Roberto Dei with his trademark Rolleimarin camera in the North Pole 1966. (CREDIT: ALBERTO ROMEO©)
Roberto Dei is considered a forefather of underwater photography. Throughout the 60s and 70s, his award-winning images gave people a portal into the unseen world beneath the ocean’s surface, from macro shots of sea worms to dramatic images of tiger sharks locked in mortal combat.
Dei had dived in the Mediterranean in winter, and in the frigid lakes of Northern Italy, but nothing had prepared him for the bitter conditions he would encounter in the Arctic.
The expedition made steady progress aboard an icebreaker, at around the same latitude as that of the explorers and scientists whose legendary conquests of the North Pole had preceded them. On the journey there, Dei read, cover to cover, the US Navy Polar Manual. He noted protocol 26 with particular trepidation, due to the amount of metallic equipment on board, including his two large Rolleimarin cameras: "Never touch cold metals with bare and wet hands. If you inadvertently touch a metal surface with one hand and cannot remove it, immediately urinate on the metal to warm it and you will save an inch of skin. If both hands are glued to the metal, hope to have a friend with you.”
Testing a commercial dive watch in the Arctic may seem a little extreme, considering how unlikely it was that any diver would ordinarily be exposed to such low temperatures. However, when a dive watch has ‘1000 METERS’ on its dial, it has to be waterproof to 1,000 metres, whatever the reading on the thermometer.

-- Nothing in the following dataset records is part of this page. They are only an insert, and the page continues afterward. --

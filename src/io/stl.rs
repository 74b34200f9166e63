use crate::float_types::Real;
use crate::io::IoError;
use crate::mesh::{ConvexMesh, Triangle, merge::MergedMesh};
use nalgebra::{Point3, Vector3};
use std::fmt::Debug;
use std::io::Cursor;

/// Facets as (unit normal, three positions), ready for either STL flavour
fn facets<S: Clone + Send + Sync + Debug>(
    mesh: &MergedMesh<S>,
) -> impl Iterator<Item = (Vector3<Real>, [Point3<Real>; 3])> + '_ {
    mesh.triangle_positions()
        .enumerate()
        .map(|(i, tri)| (mesh.facet_normal(i), tri))
}

impl<S: Clone + Send + Sync + Debug> MergedMesh<S> {
    /// Convert this mesh to an **ASCII STL** string with the given `name`.
    ///
    /// ```rust
    /// # use cutrs::mesh::{ConvexMesh, merge::concatenate};
    /// # use nalgebra::Point3;
    /// let cube = ConvexMesh::<()>::cuboid(Point3::origin(), Point3::new(1.0, 1.0, 1.0), None);
    /// let stl = concatenate(&[&cube]).to_stl_ascii("cube");
    /// assert!(stl.starts_with("solid cube"));
    /// assert_eq!(stl.matches("facet normal").count(), 12);
    /// ```
    pub fn to_stl_ascii(&self, name: &str) -> String {
        let mut out = String::new();
        out.push_str(&format!("solid {name}\n"));

        for (n, tri) in facets(self) {
            out.push_str(&format!(
                "  facet normal {:.6} {:.6} {:.6}\n",
                n.x, n.y, n.z
            ));
            out.push_str("    outer loop\n");
            for p in &tri {
                out.push_str(&format!(
                    "      vertex {:.6} {:.6} {:.6}\n",
                    p.x, p.y, p.z
                ));
            }
            out.push_str("    endloop\n");
            out.push_str("  endfacet\n");
        }

        out.push_str(&format!("endsolid {name}\n"));
        out
    }

    /// Convert this mesh to a **binary STL** byte vector.
    ///
    /// Binary STL has no solid name; `_name` only mirrors [`Self::to_stl_ascii`].
    pub fn to_stl_binary(&self, _name: &str) -> std::io::Result<Vec<u8>> {
        use stl_io::{Normal, Triangle, Vertex, write_stl};

        #[allow(clippy::unnecessary_cast)]
        let triangles: Vec<Triangle> = facets(self)
            .map(|(n, tri)| Triangle {
                normal: Normal::new([n.x as f32, n.y as f32, n.z as f32]),
                vertices: tri.map(|p| Vertex::new([p.x as f32, p.y as f32, p.z as f32])),
            })
            .collect();

        let mut cursor = Cursor::new(Vec::new());
        write_stl(&mut cursor, triangles.iter())?;
        Ok(cursor.into_inner())
    }
}

impl<S: Clone + Send + Sync + Debug> ConvexMesh<S> {
    /// Read one convex piece from STL bytes (ASCII or binary).
    ///
    /// Vertices shared between facets are merged by `stl_io`; convexity is
    /// not checked.
    ///
    /// ## Errors
    /// [`IoError::StdIo`] if the data is not STL, [`IoError::MalformedInput`]
    /// if it holds no facets.
    pub fn from_stl(data: &[u8], metadata: Option<S>) -> Result<Self, IoError> {
        let mut cursor = Cursor::new(data);
        let stl = stl_io::read_stl(&mut cursor)?;
        if stl.faces.is_empty() {
            return Err(IoError::MalformedInput("STL holds no facets".to_string()));
        }

        let vertices = stl
            .vertices
            .iter()
            .map(|v| Point3::new(v[0] as Real, v[1] as Real, v[2] as Real))
            .collect();
        let triangles = stl
            .faces
            .iter()
            .map(|face| Triangle::new(face.vertices, metadata.clone()))
            .collect();
        Ok(ConvexMesh::new(vertices, triangles))
    }
}
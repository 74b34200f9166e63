//! Test support library
//! Builders for the bodies the cut tests work on, plus float helpers.
#![allow(dead_code)]

use cutrs::{
    float_types::Real,
    mesh::ConvexMesh,
    world::{BodyId, FragmentId, World},
};
use nalgebra::{Isometry3, Point3};

/// Quick helper to compare floating-point results with an acceptable tolerance.
pub fn approx_eq(a: Real, b: Real, eps: Real) -> bool {
    (a - b).abs() < eps
}

/// Axis-aligned box without metadata
pub fn cuboid(mins: [Real; 3], maxs: [Real; 3]) -> ConvexMesh<()> {
    ConvexMesh::cuboid(Point3::from(mins), Point3::from(maxs), None)
}

/// Unit-sized box with its minimum corner at `origin`
pub fn unit_box(origin: [Real; 3]) -> ConvexMesh<()> {
    cuboid(origin, [origin[0] + 1.0, origin[1] + 1.0, origin[2] + 1.0])
}

/// World with one convex cube of edge `2 * half` centred at the origin
pub fn cube_world(half: Real) -> (World<()>, BodyId) {
    let mut world = World::new();
    let id = world.add_convex_body(
        "cube",
        cuboid([-half, -half, -half], [half, half, half]),
        Isometry3::identity(),
    );
    (world, id)
}

/// Two stacked fragments: `A` = [0,1]×[0,3]×[0,1] (volume 3) below
/// `B` = [0,1]×[3,5]×[0,1] (volume 2), adjacent.
pub fn tower_world() -> (World<()>, BodyId, FragmentId, FragmentId) {
    let mut world = World::new();
    let id = world
        .add_concave_body(
            "tower",
            vec![
                cuboid([0.0, 0.0, 0.0], [1.0, 3.0, 1.0]),
                cuboid([0.0, 3.0, 0.0], [1.0, 5.0, 1.0]),
            ],
            &[(0, 1)],
            Isometry3::identity(),
        )
        .unwrap();
    let parts = world.body(id).unwrap().fragments().to_vec();
    (world, id, parts[0], parts[1])
}

/// A row of `n` unit boxes along +x, each adjacent to the next
pub fn bar_world(n: usize) -> (World<()>, BodyId) {
    let mut world = World::new();
    let parts = (0..n).map(|i| unit_box([i as Real, 0.0, 0.0])).collect();
    let adjacency: Vec<(usize, usize)> = (1..n).map(|i| (i - 1, i)).collect();
    let id = world
        .add_concave_body("bar", parts, &adjacency, Isometry3::identity())
        .unwrap();
    (world, id)
}

/// Sum of the volumes of all fragments in the arena
pub fn fragment_volume(world: &World<()>) -> Real {
    world.fragments().map(|f| f.volume()).sum()
}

Extreme temperature changes can effect a watch temporarily and permanently in several ways. Heat and cold make materials expand and contract. If the properties of the case, the gaskets or the lubricant are altered significantly, the watch’s water resistance and performance could be compromised. The movement has components made from various materials, which have different thermal expansion and contraction rates. Changes in the characteristics of the parts’ materials will adversely affect the efficiency of the movement, which is most likely to manifest in a loss of accuracy.
It’s not known for certain why the watch was called ‘Caribbean’. The most likely explanation is, with the growing popularity of recreational diving in the early 1960s, that the name was conceived with marketing firmly in mind. ‘Caribbean’ conjures up aspirational images of idyllic turquoise waters over wrecks of old galleons, teeming with fish of every colour imaginable.